The power of executive agencies to investigate crime has long been balanced against constitutional due process rights with the use of court review, such as a warrant or a hearing. When alerting a suspect too deeply frustrates investigation, laws in place for a quarter century allow for a secret (one-sided) court review.

What's new is the powerful ability of the executive branch to suspend rights without even a brief judicial review. A provision in the Patriot Act that allows agencies to independently demand records from third parties, such as Internet providers and phone companies, through "national security letters" has again been declared unconstitutional by a federal court.

According to Dept. of Justice records there has been a surge in NSLs under 18 U.S.C. 2709; from fewer than 9,000 in 2000 to nearly 50,000 in 2005. Because they could be obtained without court involvement, secret or

otherwise, a New York judge declared the provision unconstitutional in 2004 (but suspended the ruling until the law could be amended).

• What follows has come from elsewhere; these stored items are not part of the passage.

//! BSON value sanitization for MongoDB compatibility.
//!
//! Stored field names are free-form, but MongoDB reserves certain characters
//! in keys: dots (nested-field access), dollar signs (operators), and null
//! bytes. This module escapes those characters before a document reaches the
//! server and reverses the escaping on the way back out, so free-form field
//! names round-trip losslessly.

use bson::Bson;


/// Sanitizes and restores BSON values to handle MongoDB field name restrictions.
pub(crate) struct ValueSanitizer;

impl ValueSanitizer {
    /// Character replacements for sanitization
    const REPLACEMENTS: [(&'static str, &'static str); 3] = [
        (".", "__dot__"),
        ("$", "__dollar__"),
        ("\0", "__null__"),
    ];

    /// Recursively sanitizes a BSON value, escaping reserved characters in
    /// keys and strings. Scalars other than strings pass through unchanged.
    pub(crate) fn sanitize_value(value: &Bson) -> Bson {
        match value {
            Bson::String(s) => Bson::String(Self::sanitize_string(s)),
            Bson::Array(arr) => Bson::Array(
                arr
                    .iter()
                    .map(Self::sanitize_value)
                    .collect(),
            ),
            Bson::Document(doc) => Bson::Document(
                doc.iter()
                    .map(|(k, v)| (Self::sanitize_string(k), Self::sanitize_value(v)))
                    .collect(),
            ),
            _ => value.clone(),
        }
    }

    /// Escapes reserved characters in a single string.
    pub(crate) fn sanitize_string(input: &str) -> String {
        Self::REPLACEMENTS
            .iter()
            .fold(input.to_string(), |acc, (target, replacement)| {
                acc.replace(*target, replacement)
            })
    }

    /// Recursively restores a BSON value, reverting sanitization escapes.
    ///
    /// This is the inverse of `sanitize_value` and is applied to every value
    /// retrieved from MongoDB.
    pub(crate) fn restore_value(value: &Bson) -> Bson {
        match value {
            Bson::String(s) => Bson::String(Self::restore_string(s)),
            Bson::Array(arr) => Bson::Array(
                arr
                    .iter()
                    .map(Self::restore_value)
                    .collect(),
            ),
            Bson::Document(doc) => Bson::Document(
                doc.iter()
                    .map(|(k, v)| (Self::restore_string(k), Self::restore_value(v)))
                    .collect(),
            ),
            _ => value.clone(),
        }
    }

    /// Reverts sanitization escapes in a single string.
    pub(crate) fn restore_string(input: &str) -> String {
        Self::REPLACEMENTS
            .iter()
            .rev()
            .fold(input.to_string(), |acc, (target, replacement)| {
                acc.replace(*replacement, target)
            })
    }
}
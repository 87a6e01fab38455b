//! In-memory storage implementation for document stores.
//!
//! This module provides a simple but complete in-memory backend that stores
//! documents as BSON values in HashMaps with async-safe read-write locks.

use std::{cmp::Ordering, collections::HashMap, sync::Arc};
use async_trait::async_trait;
use bson::{Bson, Document};
use mea::rwlock::RwLock;
use tracing::debug;

use verdoc_core::{
    backend::{IndexKind, IndexSpec, StoreBackend, StoreBackendBuilder},
    document::{DocumentId, ID_FIELD},
    error::{DocumentStoreError, DocumentStoreResult},
    query::{Expr, Query, SortDirection},
};

use crate::evaluator::{Comparable, DocumentEvaluator};

type CollectionMap = HashMap<String, Bson>;
type StoreMap = HashMap<String, CollectionMap>;
type IndexMap = HashMap<String, Vec<IndexSpec>>;


/// Thread-safe in-memory document storage backend.
///
/// This struct implements the [`StoreBackend`] trait to provide a fully functional
/// document store that operates entirely in memory using async-aware read-write locks.
/// All documents are stored as BSON values indexed by the identity the store assigned
/// at insert time.
///
/// # Thread Safety
///
/// `InMemoryStore` is cloneable and uses `Arc`-wrapped internal state, allowing
/// it to be safely shared across async tasks. Multiple clones of the same instance
/// share the same underlying data.
///
/// # Conditional updates
///
/// [`update_one`](StoreBackend::update_one) evaluates its filter and applies the
/// field writes under a single write guard. Two concurrent version-guarded updates
/// naming the same stored version therefore behave exactly as they would against a
/// real store: at most one of them modifies the document.
///
/// # Performance
///
/// Queries scan all documents in a collection; the index registry is bookkeeping
/// only. For development and test datasets this is acceptable. For larger datasets,
/// use a persistent backend.
#[derive(Default, Clone, Debug)]
pub struct InMemoryStore {
    /// The main storage map: collection_name -> (identity -> document)
    store: Arc<RwLock<StoreMap>>,
    /// Registry of created indexes: collection_name -> index specs
    indexes: Arc<RwLock<IndexMap>>,
}

impl InMemoryStore {
    /// Creates a new empty in-memory document store.
    ///
    /// The returned store is ready for use and contains no collections or documents.
    pub fn new() -> Self {
        Self {
            store: Arc::new(RwLock::new(StoreMap::new())),
            indexes: Arc::new(RwLock::new(IndexMap::new())),
        }
    }

    /// Creates a builder for constructing an `InMemoryStore` with custom options.
    pub fn builder() -> InMemoryStoreBuilder {
        InMemoryStoreBuilder::default()
    }
}


#[async_trait]
impl StoreBackend for InMemoryStore {
    async fn insert_documents(
        &self,
        documents: Vec<Bson>,
        collection: &str,
    ) -> DocumentStoreResult<Vec<DocumentId>> {
        let mut store = self.store.write().await;
        let collection_map = store
            .entry(collection.to_string())
            .or_default();

        let mut assigned = Vec::with_capacity(documents.len());

        for document in documents {
            let mut fields = match document {
                Bson::Document(fields) => fields,
                _ => {
                    return Err(DocumentStoreError::InvalidDocument(
                        "Expected a field map".to_string(),
                    ));
                }
            };

            let id = DocumentId::new();
            fields.insert(ID_FIELD, Bson::from(id));

            collection_map.insert(id.to_string(), Bson::Document(fields));
            assigned.push(id);
        }

        Ok(assigned)
    }

    async fn find_document(
        &self,
        id: DocumentId,
        collection: &str,
    ) -> DocumentStoreResult<Option<Bson>> {
        let store = self.store.read().await;

        Ok(store
            .get(collection)
            .and_then(|collection_map| collection_map.get(&id.to_string()))
            .cloned())
    }

    async fn query_documents(
        &self,
        query: Query,
        collection: &str,
    ) -> DocumentStoreResult<Vec<Bson>> {
        let store = self.store.read().await;
        let collection_map = match store.get(collection) {
            Some(col) => col,
            None => return Ok(vec![]),
        };

        // Apply filter expressions if present
        let filtered_docs = match &query.filter {
            Some(filter) => DocumentEvaluator::filter_documents(
                collection_map.values(),
                filter,
            )?,
            None => collection_map
                .values()
                .cloned()
                .collect::<Vec<_>>(),
        };

        // Apply sorting if specified
        if let Some(sort) = &query.sort {
            let mut sorted_docs = filtered_docs;

            sorted_docs.sort_by(|a, b| {
                let left = a
                    .as_document()
                    .and_then(|doc| doc.get(&sort.field))
                    .map(Comparable::from)
                    .unwrap_or(Comparable::Null);
                let right = b
                    .as_document()
                    .and_then(|doc| doc.get(&sort.field))
                    .map(Comparable::from)
                    .unwrap_or(Comparable::Null);

                match sort.direction {
                    SortDirection::Asc => left.partial_cmp(&right).unwrap_or(Ordering::Equal),
                    SortDirection::Desc => right.partial_cmp(&left).unwrap_or(Ordering::Equal),
                }
            });

            return Ok(
                sorted_docs
                    .into_iter()
                    .skip(query.offset.unwrap_or(0))
                    .take(query.limit.unwrap_or(usize::MAX))
                    .collect()
            );
        }

        Ok(
            filtered_docs
                .into_iter()
                .skip(query.offset.unwrap_or(0))
                .take(query.limit.unwrap_or(usize::MAX))
                .collect()
        )
    }

    async fn update_one(
        &self,
        filter: Expr,
        set: Document,
        collection: &str,
    ) -> DocumentStoreResult<u64> {
        // The filter match and the field writes share one write guard; nothing
        // can interleave between them.
        let mut store = self.store.write().await;
        let collection_map = match store.get_mut(collection) {
            Some(col) => col,
            None => return Ok(0),
        };

        let mut matched_key = None;
        for (key, document) in collection_map.iter() {
            if DocumentEvaluator::new(document).evaluate(&filter)? {
                matched_key = Some(key.clone());
                break;
            }
        }

        let Some(key) = matched_key else {
            return Ok(0);
        };

        if let Some(fields) = collection_map
            .get_mut(&key)
            .and_then(Bson::as_document_mut)
        {
            for (field, value) in set {
                fields.insert(field, value);
            }
        }

        Ok(1)
    }

    async fn delete_documents(
        &self,
        ids: Vec<DocumentId>,
        collection: &str,
    ) -> DocumentStoreResult<u64> {
        let mut store = self.store.write().await;
        let collection_map = match store.get_mut(collection) {
            Some(col) => col,
            None => return Ok(0),
        };

        let mut deleted = 0;
        for id in ids {
            if collection_map.remove(&id.to_string()).is_some() {
                deleted += 1;
            }
        }

        Ok(deleted)
    }

    async fn create_collection(&self, name: &str) -> DocumentStoreResult<()> {
        self.store
            .write()
            .await
            .entry(name.to_string())
            .or_insert_with(HashMap::new);

        Ok(())
    }

    async fn drop_collection(&self, name: &str) -> DocumentStoreResult<()> {
        let mut store = self.store.write().await;

        if store.remove(name).is_none() {
            return Err(DocumentStoreError::CollectionNotFound(name.to_string()));
        }

        self.indexes.write().await.remove(name);

        Ok(())
    }

    async fn list_collections(&self) -> DocumentStoreResult<Vec<String>> {
        Ok(
            self.store
                .read()
                .await
                .keys()
                .cloned()
                .collect()
        )
    }

    async fn add_index(
        &self,
        collection: &str,
        field: &str,
        kind: IndexKind,
    ) -> DocumentStoreResult<()> {
        let mut indexes = self.indexes.write().await;
        let specs = indexes
            .entry(collection.to_string())
            .or_default();

        let spec = IndexSpec { field: field.to_string(), kind };

        // Re-creating an identical index is a no-op, matching store behavior.
        if !specs.contains(&spec) {
            debug!(collection, field, "index registered");
            specs.push(spec);
        }

        Ok(())
    }

    async fn list_indexes(&self, collection: &str) -> DocumentStoreResult<Vec<IndexSpec>> {
        Ok(
            self.indexes
                .read()
                .await
                .get(collection)
                .cloned()
                .unwrap_or_default()
        )
    }
}


/// Builder for constructing [`InMemoryStore`] instances.
///
/// Currently a no-op builder, but can be extended in future versions
/// to support configuration options like capacity hints.
#[derive(Default)]
pub struct InMemoryStoreBuilder;

#[async_trait]
impl StoreBackendBuilder for InMemoryStoreBuilder {
    type Backend = InMemoryStore;

    /// Builds and returns a new [`InMemoryStore`] instance.
    ///
    /// This always succeeds and returns a freshly initialized store.
    async fn build(self) -> DocumentStoreResult<Self::Backend> {
        Ok(InMemoryStore::new())
    }
}


#[cfg(test)]
mod tests {
    use super::*;
    use bson::doc;
    use verdoc_core::query::Filter;

    fn jedi(name: &str, age: i32, version: i64) -> Bson {
        Bson::Document(doc! { "name": name, "age": age, "version": version })
    }

    #[tokio::test]
    async fn insert_assigns_distinct_identities_and_stamps_them() {
        let store = InMemoryStore::new();

        let ids = store
            .insert_documents(vec![jedi("Luke", 19, 0), jedi("Yoda", 534, 0)], "jedi")
            .await
            .unwrap();

        assert_eq!(ids.len(), 2);
        assert_ne!(ids[0], ids[1]);

        let found = store.find_document(ids[0], "jedi").await.unwrap().unwrap();
        let fields = found.as_document().unwrap();
        assert_eq!(fields.get(ID_FIELD), Some(&Bson::from(ids[0])));
        assert_eq!(fields.get("name"), Some(&Bson::String("Luke".to_string())));
    }

    #[tokio::test]
    async fn update_one_against_missing_collection_matches_nothing() {
        let store = InMemoryStore::new();

        let modified = store
            .update_one(Filter::eq("name", "Luke"), doc! { "age": 20 }, "jedi")
            .await
            .unwrap();

        assert_eq!(modified, 0);
    }

    #[tokio::test]
    async fn version_guarded_filter_matches_each_token_at_most_once() {
        let store = InMemoryStore::new();
        let ids = store
            .insert_documents(vec![jedi("Yoda", 534, 0)], "jedi")
            .await
            .unwrap();

        let guard = Filter::id(ids[0]).and(Filter::eq("version", 0i64));

        let first = store
            .update_one(guard.clone(), doc! { "age": 1534, "version": 1i64 }, "jedi")
            .await
            .unwrap();
        assert_eq!(first, 1);

        // The stored version moved on, so the same token matches nothing now.
        let second = store
            .update_one(guard, doc! { "age": 2534, "version": 1i64 }, "jedi")
            .await
            .unwrap();
        assert_eq!(second, 0);
    }

    #[tokio::test]
    async fn delete_counts_only_removed_documents() {
        let store = InMemoryStore::new();
        let ids = store
            .insert_documents(vec![jedi("Luke", 19, 0)], "jedi")
            .await
            .unwrap();

        assert_eq!(store.delete_documents(ids.clone(), "jedi").await.unwrap(), 1);
        assert_eq!(store.delete_documents(ids, "jedi").await.unwrap(), 0);
    }
}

Congress responded with an amendment, which was also declared unconstitutional this month. The judge said all it added was an assurance by the FBI that the NSL is necessary, still lacking that check of independent review.

The ruling follows this year's reports by the DOJ and FBI auditors, concluding that executive agencies potentially violated the law or their own rules over a thousand times while issuing NSLs in recent years -- violations that would not come to light quickly under the Patriot Act's secrecy rules.

One branch issuing, reviewing, and keeping secret, its mandates. No check or balance.

In any area of life -- be it health, individual, or governmental relationships -- when things are out of balance, problems persist until balance is restored. If our founders applied only one thing learned from other societies, and applied it so clearly and repeatedly in our governing document, it is that concentrated power cannot be trusted, and thus it must be spread evenly.